Haven't mentioned validation as it could validate non Q100 results also but i'm proposing this as a base and way of thinking route to ease future headache instead.
23) Message boards : Number crunching : Monitoring inconclusive GBT validations and harvesting data for testing (Message 1820427)
Posted 29 Sep 2016 by Profile -= Vyper =-Project Donor


If two apps find the same subset of 30 out of the available 50, then I'm pretty sure the validator will pass the result, even if the reporting order is different - I had a walk through the code a few days ago.

But if the app - by doing a parallel search - finds a different subset of 30 from 50, then the results are different, and no amount of tweaking the validator is going make any difference.


Yup, that is so totally true! Thats why i'm naging about that the result sent back should be unified (presentation wise) so the stock CPU has a sorting routine incorporated in the future if so and every other application aswell so we won't ever get this again in the future. If a WU is overflowed it is ofcourse and it's crap. But why perhaps don't get credit for 5600 seconds of cputime if it gets ironed out of other "juggling order" applications when you could do the code right from the beginning?

Incorporate a result sorting routine in main s@h code and let the other (Tweakers follow its lead). The only thing in the future all would get is less headache when dealing with other forthcoming optimisations and variations which will only increase, not decrease :-/
24) Message boards : Number crunching : Monitoring inconclusive GBT validations and harvesting data for testing (Message 1820423)
Posted 29 Sep 2016 by Profile -= Vyper =-Project Donor


In essense if it comes down to precise Vs Strict with single floats (which I doubt this is), then double precision should be used if it's really necessary.
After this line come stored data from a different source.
//! Model handles for services that speak the OpenAI Chat Completions API.

mod convert;
mod types;

#[cfg(feature = "registry")]
pub mod register;

use std::sync::Arc;
use std::time::Duration;

use async_trait::async_trait;
use relay_llm::request::GenerateRequest;
use relay_llm::response::GenerateResult;
use relay_llm::{Error, LanguageModel, LanguageModelBackend};

#[cfg(feature = "registry")]
pub use register::{OpenAILikeFactory, factory};

const PROVIDER_NAME: &str = "openai-like";

/// Default request timeout for generation calls.
pub const DEFAULT_TIMEOUT: Duration = Duration::from_secs(120);

// ---------------------------------------------------------------------------
// Public API
// ---------------------------------------------------------------------------

/// Configuration for an OpenAI-compatible endpoint.
#[derive(Clone)]
pub struct OpenAILikeConfig {
    pub api_key: String,
    /// Base URL without the trailing `/chat/completions`,
    /// e.g. `"https://llm.chutes.ai/v1"`.
    pub base_url: String,
    pub timeout: Duration,
}

impl OpenAILikeConfig {
    pub fn new(base_url: impl Into<String>, api_key: impl Into<String>) -> Self {
        Self {
            api_key: api_key.into(),
            base_url: base_url.into(),
            timeout: DEFAULT_TIMEOUT,
        }
    }
}

impl std::fmt::Debug for OpenAILikeConfig {
    fn fmt(&self, f: &mut std::fmt::Formatter<'_>) -> std::fmt::Result {
        f.debug_struct("OpenAILikeConfig")
            .field("base_url", &self.base_url)
            .field("timeout", &self.timeout)
            .finish_non_exhaustive()
    }
}

/// Create a model handle for `model_id` served at `base_url`.
pub fn openai_like_model(
    base_url: &str,
    api_key: &str,
    model_id: &str,
) -> Result<LanguageModel, Error> {
    model(OpenAILikeConfig::new(base_url, api_key), model_id)
}

/// Create a model handle with an explicit config.
pub fn model(config: OpenAILikeConfig, model_id: &str) -> Result<LanguageModel, Error> {
    let client = reqwest::Client::builder()
        .timeout(config.timeout)
        .build()
        .map_err(|e| Error::Http(Box::new(e)))?;

    Ok(LanguageModel::new(OpenAILikeModel {
        model_id: model_id.to_string(),
        state: Arc::new(ModelState { client, config }),
    }))
}

// ---------------------------------------------------------------------------
// Internals
// ---------------------------------------------------------------------------

struct ModelState {
    client: reqwest::Client,
    config: OpenAILikeConfig,
}

struct OpenAILikeModel {
    model_id: String,
    state: Arc<ModelState>,
}

#[async_trait]
impl LanguageModelBackend for OpenAILikeModel {
    fn model_id(&self) -> &str {
        &self.model_id
    }

    fn provider(&self) -> &str {
        PROVIDER_NAME
    }

    async fn generate(&self, request: GenerateRequest) -> Result<GenerateResult, Error> {
        let body = convert::to_chat_request(&self.model_id, &request);
        let url = format!("{}/chat/completions", self.state.config.base_url);
        tracing::debug!(model = %self.model_id, %url, "sending chat completion");

        let resp = self
            .state
            .client
            .post(&url)
            .header(
                "Authorization",
                format!("Bearer {}", self.state.config.api_key),
            )
            .json(&body)
            .send()
            .await
            .map_err(|e| Error::Http(Box::new(e)))?;

        let status = resp.status();
        let text = resp.text().await.map_err(|e| Error::Http(Box::new(e)))?;
        if !status.is_success() {
            return Err(api_error(status, &text));
        }

        let parsed: types::ChatCompletionResponse = serde_json::from_str(&text)?;
        Ok(convert::from_chat_response(parsed))
    }
}

fn api_error(status: reqwest::StatusCode, body: &str) -> Error {
    let mut metadata = std::collections::HashMap::new();
    let message = match serde_json::from_str::<types::ErrorEnvelope>(body) {
        Ok(envelope) => {
            if let Some(kind) = envelope.error.kind {
                metadata.insert("type".to_string(), serde_json::Value::String(kind));
            }
            if let Some(code) = envelope.error.code {
                metadata.insert("code".to_string(), code);
            }
            envelope.error.message
        }
        Err(_) => body.to_string(),
    };
    Error::Api {
        code: status.as_str().to_string(),
        message,
        metadata,
    }
}
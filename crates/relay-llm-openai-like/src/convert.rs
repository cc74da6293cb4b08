//! Converts between relay-llm generic types and the Chat Completions wire format.

use relay_llm::request::{GenerateRequest, Message};
use relay_llm::response::{FinishReason, GenerateResult, Usage};

use crate::types::{ChatCompletionRequest, ChatCompletionResponse, ChatMessage, Role};

pub fn to_chat_request(model_id: &str, req: &GenerateRequest) -> ChatCompletionRequest {
    let messages = req
        .messages
        .iter()
        .map(|msg| {
            let (role, content) = match msg {
                Message::System { content } => (Role::System, content),
                Message::User { content } => (Role::User, content),
                Message::Assistant { content } => (Role::Assistant, content),
            };
            ChatMessage {
                role,
                content: content.clone(),
            }
        })
        .collect();

    ChatCompletionRequest {
        model: model_id.to_string(),
        messages,
        stream: false,
        max_tokens: req.options.max_tokens,
        temperature: req.options.temperature,
        top_p: req.options.top_p,
        stop: req.options.stop.clone(),
        extra: req
            .metadata
            .iter()
            .map(|(k, v)| (k.clone(), v.clone()))
            .collect(),
    }
}

pub fn from_chat_response(resp: ChatCompletionResponse) -> GenerateResult {
    let usage = resp
        .usage
        .map(|u| Usage {
            input_tokens: u.prompt_tokens,
            output_tokens: u.completion_tokens,
        })
        .unwrap_or_default();

    // Only the first choice is surfaced; `n` is never requested.
    let (text, finish_reason) = match resp.choices.into_iter().next() {
        Some(choice) => (
            choice.message.content.unwrap_or_default(),
            choice
                .finish_reason
                .as_deref()
                .map(FinishReason::from_wire)
                .unwrap_or(FinishReason::Stop),
        ),
        None => (String::new(), FinishReason::Other("no_choices".into())),
    };

    GenerateResult {
        text,
        finish_reason,
        usage,
    }
}
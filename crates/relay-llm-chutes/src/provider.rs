use std::sync::Arc;
use std::time::Duration;

use async_trait::async_trait;
use relay_llm::LanguageModel;
use relay_llm_openai_like::OpenAILikeFactory;
use relay_llm_registry::{
    ConfigResolver, DEFAULT_LISTING_TIMEOUT, DynamicModelsRequest, Error, ModelDescriptor,
    ModelFactory, ModelInstanceRequest, Provider, ProviderConfig, fetch_models,
};
use tracing::debug;

use crate::{CONFIG, ICON, MAX_TOKEN_ALLOWED, PROVIDER_NAME};

/// Adapter for the Chutes inference service.
///
/// Holds no mutable state; every call resolves credentials afresh.
#[derive(Clone)]
pub struct ChutesProvider {
    resolver: ConfigResolver,
    factory: Arc<dyn ModelFactory>,
    client: reqwest::Client,
    timeout: Duration,
}

impl ChutesProvider {
    /// Adapter using the process environment and OpenAI-compatible handles.
    pub fn new() -> Self {
        Self {
            resolver: ConfigResolver::new(),
            factory: Arc::new(OpenAILikeFactory::new()),
            client: reqwest::Client::new(),
            timeout: DEFAULT_LISTING_TIMEOUT,
        }
    }

    pub fn with_resolver(mut self, resolver: ConfigResolver) -> Self {
        self.resolver = resolver;
        self
    }

    pub fn with_factory(mut self, factory: impl ModelFactory + 'static) -> Self {
        self.factory = Arc::new(factory);
        self
    }

    pub fn with_http_client(mut self, client: reqwest::Client) -> Self {
        self.client = client;
        self
    }

    /// Timeout for the model listing request.
    pub fn with_timeout(mut self, timeout: Duration) -> Self {
        self.timeout = timeout;
        self
    }
}

impl Default for ChutesProvider {
    fn default() -> Self {
        Self::new()
    }
}

impl std::fmt::Debug for ChutesProvider {
    fn fmt(&self, f: &mut std::fmt::Formatter<'_>) -> std::fmt::Result {
        f.debug_struct("ChutesProvider")
            .field("name", &PROVIDER_NAME)
            .field("timeout", &self.timeout)
            .finish_non_exhaustive()
    }
}

#[async_trait]
impl Provider for ChutesProvider {
    fn name(&self) -> &str {
        PROVIDER_NAME
    }

    fn config(&self) -> &ProviderConfig {
        &CONFIG
    }

    fn icon(&self) -> Option<&str> {
        Some(ICON)
    }

    async fn list_dynamic_models(
        &self,
        request: DynamicModelsRequest<'_>,
    ) -> Result<Vec<ModelDescriptor>, Error> {
        let credentials = self
            .resolver
            .resolve(&CONFIG, &request.resolve_request(PROVIDER_NAME));
        let Some((base_url, api_key)) = credentials.complete() else {
            debug!("{PROVIDER_NAME} is not configured, skipping model listing");
            return Ok(Vec::new());
        };

        let models = fetch_models(&self.client, PROVIDER_NAME, base_url, api_key, self.timeout)
            .await?
            .into_iter()
            .map(|model| ModelDescriptor {
                name: model.id.clone(),
                label: model.id,
                provider: PROVIDER_NAME.to_string(),
                max_token_allowed: MAX_TOKEN_ALLOWED,
            })
            .collect();
        Ok(models)
    }

    fn model_instance(&self, request: ModelInstanceRequest<'_>) -> Result<LanguageModel, Error> {
        let credentials = self
            .resolver
            .resolve(&CONFIG, &request.resolve_request(PROVIDER_NAME));
        let (base_url, api_key) = credentials
            .complete()
            .ok_or_else(|| Error::MissingConfiguration {
                provider: PROVIDER_NAME.to_string(),
            })?;

        self.factory.create(base_url, api_key, request.model)
    }
}
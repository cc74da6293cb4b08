//! # relay-llm-registry
//!
//! Shared plumbing for adapters that talk to remote inference services.
//!
//! This crate lets you:
//!
//! - **Resolve credentials** for a provider from caller-supplied keys,
//!   provider settings, a server environment map and the process
//!   environment ([`ConfigResolver`]).
//! - **List models** from OpenAI-compatible `/models` endpoints
//!   ([`listing::fetch_models`]).
//! - **Register providers** implementing [`Provider`] and look them up by
//!   display name ([`Registry`]).
//!
//! # Quick start
//!
//! ```ignore
//! use relay_llm_registry::{DynamicModelsRequest, ModelInstanceRequest, Registry};
//!
//! let mut registry = Registry::new();
//! relay_llm_chutes::register(&mut registry);
//!
//! // Empty when no API key is configured.
//! let models = registry
//!     .list_dynamic_models("CHUTS AI", DynamicModelsRequest::default())
//!     .await?;
//!
//! let env = std::collections::HashMap::new();
//! let model = registry.model("CHUTS AI", ModelInstanceRequest::new(&models[0].name, &env))?;
//! ```

pub mod config;
pub mod descriptor;
pub mod error;
pub mod factory;
pub mod listing;
pub mod provider;
pub mod registry;
pub mod resolver;

pub use config::{ApiKeys, EnvMap, ProviderConfig, ProviderSetting};
pub use descriptor::ModelDescriptor;
pub use error::Error;
pub use factory::ModelFactory;
pub use listing::{DEFAULT_LISTING_TIMEOUT, RemoteModel, fetch_models};
pub use provider::{DynamicModelsRequest, ModelInstanceRequest, Provider};
pub use registry::{ProviderSummary, Registry};
pub use resolver::{ConfigResolver, EnvSource, ProcessEnv, ResolveRequest, ResolvedCredentials};
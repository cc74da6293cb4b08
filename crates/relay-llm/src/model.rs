use async_trait::async_trait;

use crate::error::Error;
use crate::request::GenerateRequest;
use crate::response::GenerateResult;

/// A concrete, type-erased language model handle.
///
/// Wraps a [`LanguageModelBackend`] so callers never need generics. The
/// handle is bound to one provider, one model and one set of credentials.
pub struct LanguageModel {
    inner: Box<dyn LanguageModelBackend>,
}

impl LanguageModel {
    /// Wrap any backend implementation into a model.
    pub fn new(backend: impl LanguageModelBackend + 'static) -> Self {
        Self {
            inner: Box::new(backend),
        }
    }

    /// The model identifier (e.g. `"deepseek-ai/DeepSeek-V3"`).
    pub fn model_id(&self) -> &str {
        self.inner.model_id()
    }

    /// The provider name this model belongs to.
    pub fn provider(&self) -> &str {
        self.inner.provider()
    }

    /// Run a single generation request to completion.
    pub async fn generate(
        &self,
        request: impl Into<GenerateRequest>,
    ) -> Result<GenerateResult, Error> {
        self.inner.generate(request.into()).await
    }
}

impl std::fmt::Debug for LanguageModel {
    fn fmt(&self, f: &mut std::fmt::Formatter<'_>) -> std::fmt::Result {
        f.debug_struct("LanguageModel")
            .field("provider", &self.provider())
            .field("model_id", &self.model_id())
            .finish()
    }
}

/// Trait that provider crates implement for a specific model.
#[async_trait]
pub trait LanguageModelBackend: Send + Sync {
    fn model_id(&self) -> &str;
    fn provider(&self) -> &str;
    async fn generate(&self, request: GenerateRequest) -> Result<GenerateResult, Error>;
}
I don't really see the need of it. They only need to use IEE strict and use single precision (single precision 32 bits ±1.18×10−38 to ±3.4×1038 approx. 7 decimal digits ) , That should set every application and even CPUs so we would get the Q=100 mark.
And if it indeed doesn't then validator portion of code needs to be adressed.

Perhaps something for you all to pursue Eric to go down this route if this isn't so extremely more slow than other FP modes. It seems like of S@H goes down this IEE route then i Believe you coders would get alot less headache in the future when you're optimising the analyzing part and can focus more on development instead of chasing rounding bugs slipped through.

Compare this to write some code in c++ compared to pure machine code. What is the most easy code to maintain when bugs arise? :) , Certainly not the good old Classic F8 E4 code Lol...
25) Message boards : Number crunching : Monitoring inconclusive GBT validations and harvesting data for testing (Message 1820417)
Posted 29 Sep 2016 by Profile -= Vyper =-Project Donor
could be tricky to locate the source of cumulative error.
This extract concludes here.